- WORK TO BE COMPLETED -
Every line in the records below between the one holding "self.taps.write_ir(ir)?;" and the one holding "let dr = (u64::from(value)", inclusive, is to be set down exactly; all other lines are to be left out.

* * * * * * *

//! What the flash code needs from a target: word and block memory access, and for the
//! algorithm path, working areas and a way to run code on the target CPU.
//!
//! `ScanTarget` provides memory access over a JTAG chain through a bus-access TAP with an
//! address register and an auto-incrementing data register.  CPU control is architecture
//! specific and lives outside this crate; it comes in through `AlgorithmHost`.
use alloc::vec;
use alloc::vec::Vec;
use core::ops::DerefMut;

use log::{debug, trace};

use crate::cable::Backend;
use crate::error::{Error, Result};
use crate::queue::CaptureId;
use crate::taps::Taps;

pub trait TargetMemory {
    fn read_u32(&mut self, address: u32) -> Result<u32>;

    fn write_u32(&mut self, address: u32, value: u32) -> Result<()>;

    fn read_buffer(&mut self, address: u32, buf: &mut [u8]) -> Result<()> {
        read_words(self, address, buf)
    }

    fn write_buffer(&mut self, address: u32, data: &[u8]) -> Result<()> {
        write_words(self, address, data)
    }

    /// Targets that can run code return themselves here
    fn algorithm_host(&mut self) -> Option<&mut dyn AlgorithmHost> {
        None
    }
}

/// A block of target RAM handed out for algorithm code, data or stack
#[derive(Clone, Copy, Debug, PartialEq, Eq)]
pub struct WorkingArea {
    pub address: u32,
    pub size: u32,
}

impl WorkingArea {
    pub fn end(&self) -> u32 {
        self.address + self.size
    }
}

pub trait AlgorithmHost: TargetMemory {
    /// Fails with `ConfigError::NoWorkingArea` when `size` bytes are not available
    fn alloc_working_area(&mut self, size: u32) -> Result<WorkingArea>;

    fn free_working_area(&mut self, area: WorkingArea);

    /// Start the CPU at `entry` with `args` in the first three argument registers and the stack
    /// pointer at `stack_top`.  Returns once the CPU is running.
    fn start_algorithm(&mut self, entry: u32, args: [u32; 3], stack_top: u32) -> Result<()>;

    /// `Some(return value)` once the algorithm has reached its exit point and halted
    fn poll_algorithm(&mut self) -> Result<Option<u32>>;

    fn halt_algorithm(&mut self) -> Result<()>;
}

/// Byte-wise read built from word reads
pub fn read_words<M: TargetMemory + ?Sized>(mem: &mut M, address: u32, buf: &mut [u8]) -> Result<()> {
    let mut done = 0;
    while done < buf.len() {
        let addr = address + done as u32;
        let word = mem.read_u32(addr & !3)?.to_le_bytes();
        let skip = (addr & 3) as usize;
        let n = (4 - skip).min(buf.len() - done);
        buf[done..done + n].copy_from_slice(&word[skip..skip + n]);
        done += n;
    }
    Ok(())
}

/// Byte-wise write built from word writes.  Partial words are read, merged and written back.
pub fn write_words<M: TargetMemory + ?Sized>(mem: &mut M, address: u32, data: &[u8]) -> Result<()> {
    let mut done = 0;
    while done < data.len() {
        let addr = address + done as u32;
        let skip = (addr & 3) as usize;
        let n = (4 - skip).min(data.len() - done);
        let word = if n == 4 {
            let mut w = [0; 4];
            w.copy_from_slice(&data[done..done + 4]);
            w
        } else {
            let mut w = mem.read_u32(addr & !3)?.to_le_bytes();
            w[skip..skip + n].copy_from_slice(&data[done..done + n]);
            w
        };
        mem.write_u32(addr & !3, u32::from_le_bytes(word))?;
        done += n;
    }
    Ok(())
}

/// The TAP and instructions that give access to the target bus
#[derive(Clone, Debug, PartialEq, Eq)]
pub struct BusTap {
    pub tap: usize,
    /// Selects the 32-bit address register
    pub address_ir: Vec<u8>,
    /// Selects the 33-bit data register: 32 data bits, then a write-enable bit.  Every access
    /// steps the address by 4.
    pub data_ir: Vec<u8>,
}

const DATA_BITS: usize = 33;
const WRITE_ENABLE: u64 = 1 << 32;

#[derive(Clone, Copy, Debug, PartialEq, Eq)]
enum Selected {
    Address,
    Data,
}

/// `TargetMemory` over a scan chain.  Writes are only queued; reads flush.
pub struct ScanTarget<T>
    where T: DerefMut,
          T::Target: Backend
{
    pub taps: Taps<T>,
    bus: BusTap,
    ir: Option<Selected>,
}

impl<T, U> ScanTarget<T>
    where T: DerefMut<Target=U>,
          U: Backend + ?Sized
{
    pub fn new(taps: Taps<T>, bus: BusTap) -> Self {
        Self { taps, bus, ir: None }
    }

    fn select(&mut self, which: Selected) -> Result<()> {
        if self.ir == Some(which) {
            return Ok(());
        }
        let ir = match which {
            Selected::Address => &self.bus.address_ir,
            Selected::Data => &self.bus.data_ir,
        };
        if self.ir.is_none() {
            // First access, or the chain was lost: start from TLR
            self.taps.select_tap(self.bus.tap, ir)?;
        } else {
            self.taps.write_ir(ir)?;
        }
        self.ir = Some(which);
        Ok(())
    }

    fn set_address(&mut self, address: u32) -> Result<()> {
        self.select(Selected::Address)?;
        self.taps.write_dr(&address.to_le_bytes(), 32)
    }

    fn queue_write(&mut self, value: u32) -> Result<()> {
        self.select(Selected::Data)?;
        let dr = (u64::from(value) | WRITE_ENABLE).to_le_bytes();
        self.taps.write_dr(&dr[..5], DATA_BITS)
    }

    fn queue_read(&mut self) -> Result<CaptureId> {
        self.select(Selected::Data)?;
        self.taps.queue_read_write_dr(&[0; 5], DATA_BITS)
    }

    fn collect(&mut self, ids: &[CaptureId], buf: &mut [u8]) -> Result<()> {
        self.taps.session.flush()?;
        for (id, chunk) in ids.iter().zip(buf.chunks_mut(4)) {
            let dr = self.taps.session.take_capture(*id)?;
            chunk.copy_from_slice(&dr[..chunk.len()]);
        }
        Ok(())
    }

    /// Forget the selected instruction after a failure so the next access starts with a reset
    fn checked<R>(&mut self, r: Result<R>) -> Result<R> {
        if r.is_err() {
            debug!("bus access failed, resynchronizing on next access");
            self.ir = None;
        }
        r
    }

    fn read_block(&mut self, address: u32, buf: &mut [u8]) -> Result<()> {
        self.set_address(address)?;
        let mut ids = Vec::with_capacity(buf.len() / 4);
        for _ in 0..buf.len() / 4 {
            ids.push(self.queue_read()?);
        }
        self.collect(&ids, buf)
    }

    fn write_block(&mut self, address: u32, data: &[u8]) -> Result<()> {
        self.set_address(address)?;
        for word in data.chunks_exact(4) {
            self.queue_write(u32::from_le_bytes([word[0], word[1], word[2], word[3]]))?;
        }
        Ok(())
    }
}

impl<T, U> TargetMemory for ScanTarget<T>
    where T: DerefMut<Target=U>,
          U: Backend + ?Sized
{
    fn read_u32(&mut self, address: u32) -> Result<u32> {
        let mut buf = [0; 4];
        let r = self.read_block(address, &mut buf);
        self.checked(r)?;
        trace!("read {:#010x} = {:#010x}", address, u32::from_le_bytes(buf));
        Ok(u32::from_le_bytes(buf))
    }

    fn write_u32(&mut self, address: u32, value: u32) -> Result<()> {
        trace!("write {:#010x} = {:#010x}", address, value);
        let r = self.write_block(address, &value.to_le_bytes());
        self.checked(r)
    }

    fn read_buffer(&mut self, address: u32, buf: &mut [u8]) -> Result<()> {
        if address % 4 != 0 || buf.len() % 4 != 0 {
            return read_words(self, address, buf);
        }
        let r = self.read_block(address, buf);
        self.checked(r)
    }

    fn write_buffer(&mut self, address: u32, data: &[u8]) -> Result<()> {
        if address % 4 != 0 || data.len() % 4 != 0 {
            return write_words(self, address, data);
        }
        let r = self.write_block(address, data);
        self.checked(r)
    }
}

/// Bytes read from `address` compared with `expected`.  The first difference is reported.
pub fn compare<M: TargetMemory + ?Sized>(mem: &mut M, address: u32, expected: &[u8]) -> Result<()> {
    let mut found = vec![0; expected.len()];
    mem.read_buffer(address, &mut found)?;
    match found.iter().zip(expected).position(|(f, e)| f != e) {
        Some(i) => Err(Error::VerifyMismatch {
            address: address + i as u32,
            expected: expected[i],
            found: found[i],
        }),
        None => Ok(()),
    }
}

* * * * * * *

- RESULT FOR THIS EXERCISE -
            self.taps.write_ir(ir)?;
        }
        self.ir = Some(which);
        Ok(())
    }

    fn set_address(&mut self, address: u32) -> Result<()> {
        self.select(Selected::Address)?;
        self.taps.write_dr(&address.to_le_bytes(), 32)
    }

    fn queue_write(&mut self, value: u32) -> Result<()> {
        self.select(Selected::Data)?;
        let dr = (u64::from(value) | WRITE_ENABLE).to_le_bytes();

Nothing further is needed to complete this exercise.